Data to examine ::
= = =

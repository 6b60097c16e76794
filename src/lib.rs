//! Multi-strategy N-Queens solver suite.
//!
//! Enumerates or approximates solutions to the N-Queens constraint
//! satisfaction problem with interchangeable strategies, each reporting
//! a comparable [`metrics::MetricRecord`]:
//!
//! - **Backtracking**: pruned row-by-row recursion, every solution in
//!   lexicographic order.
//! - **BFS / DFS**: incremental expansion through an explicit frontier
//!   (FIFO and LIFO disciplines over the same successor rule).
//! - **A\***: priority frontier ordered by placed-row count plus a
//!   conflict-count heuristic.
//! - **Brute Force**: all N! permutations, the factorial-time baseline.
//! - **Genetic**: evolving a permutation population with crossover,
//!   repair, swap mutation, and symmetry-aware deduplication.
//! - **Reinforcement**: tabular one-step Q-learning over sentinel
//!   board states.
//!
//! All strategies share one conflict-detection contract, the
//! [`board::Board`] model, and the [`solver::Solver`] lifecycle.
//! Everything is single-threaded and synchronous; randomized
//! strategies accept an explicit seed for reproducibility.
//!
//! # Example
//!
//! ```
//! use queensolve::suite::{run_suite, Strategy};
//!
//! let report = run_suite(4, &[Strategy::Backtracking, Strategy::Bfs]).unwrap();
//! assert_eq!(report.records.len(), 2);
//! assert!(report.records.iter().all(|r| r.solutions_found == 2));
//! ```

pub mod astar;
pub mod backtracking;
pub mod board;
pub mod brute_force;
pub mod frontier;
pub mod ga;
pub mod metrics;
pub mod random;
pub mod render;
pub mod rl;
pub mod solver;
pub mod suite;
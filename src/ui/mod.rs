//! Main UI layout and rendering.

use ratatui::{
    layout::{Alignment, Constraint, Direction, Layout, Rect},
    style::{Color, Modifier, Style},
    text::Line,
    widgets::{Block, Paragraph},
    Frame,
};

use crate::app::App;
use crate::theme::{mix, Palette};

pub mod components;
pub mod grid;
pub mod transition;

pub use components::*;

pub const HEADER_TITLE: &str = "🎧 YourVibe";
pub const HEADER_SUBTITLE: &str = "나만의 감성 플레이리스트 공간";
pub const FOOTER_TEXT: &str = "© 2025 YourVibe. Feel your mood. 💫";

pub const HEADER_HEIGHT: u16 = 4;
pub const FOOTER_HEIGHT: u16 = 3;

/// Render the entire UI.
pub fn render(frame: &mut Frame, app: &mut App) {
    let area = frame.area();
    let palette = app.palette;

    render_backdrop(frame, area, &palette);

    // Main layout: [header] [grid] [footer]
    let main_chunks = Layout::default()
        .direction(Direction::Vertical)
        .constraints([
            Constraint::Length(HEADER_HEIGHT),
            Constraint::Min(0),
            Constraint::Length(FOOTER_HEIGHT),
        ])
        .split(area);

    render_header(frame, main_chunks[0], &palette);
    render_grid(frame, main_chunks[1], app);
    render_footer(frame, main_chunks[2], &palette);
}

/// Fill the screen with a vertical background-to-black gradient.
fn render_backdrop(frame: &mut Frame, area: Rect, palette: &Palette) {
    let height = area.height.max(1);
    for row in 0..area.height {
        let t = f32::from(row) / f32::from(height);
        let bg = mix(palette.background, Color::Rgb(0, 0, 0), t);
        frame.render_widget(
            Block::default().style(Style::default().bg(bg).fg(palette.text)),
            Rect::new(area.x, area.y + row, area.width, 1),
        );
    }
}

fn render_header(frame: &mut Frame, area: Rect, palette: &Palette) {
    let lines = vec![
        Line::default(),
        Line::styled(
            HEADER_TITLE,
            Style::default()
                .fg(palette.accent)
                .add_modifier(Modifier::BOLD),
        ),
        Line::styled(HEADER_SUBTITLE, Style::default().fg(palette.text_muted)),
    ];
    frame.render_widget(Paragraph::new(lines).alignment(Alignment::Center), area);
}

fn render_footer(frame: &mut Frame, area: Rect, palette: &Palette) {
    let lines = vec![
        Line::default(),
        Line::styled(FOOTER_TEXT, Style::default().fg(palette.text_faint)),
    ];
    frame.render_widget(Paragraph::new(lines).alignment(Alignment::Center), area);
}

/// Lay out and draw one card per record.
fn render_grid(frame: &mut Frame, area: Rect, app: &mut App) {
    app.layout.grid = area;
    app.layout.cards.clear();

    let viewport_width = frame.area().width;
    let mut placed = grid::layout_cards(area, viewport_width, app.gallery.len(), app.scroll);

    // Raised cards draw last so they overlap their neighbours' gaps.
    placed.sort_by(|a, b| {
        let sa = app.hover[a.0].scale.value();
        let sb = app.hover[b.0].scale.value();
        sa.total_cmp(&sb)
    });

    for (index, rect) in placed {
        let fx = app.hover[index];
        let rect = if fx.scale.value() >= 0.5 {
            grid::scaled(rect, area)
        } else {
            rect
        };

        let card = Card::from(&app.gallery.records()[index]);
        render_card(frame, rect, &card, &mut app.covers[index], &fx, &app.palette);
        app.layout.cards.push((index, rect));
    }
}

= = =

Could you say how many lines of the entries contain the string "conflict"? Only the number should be given.

Task answer :: 2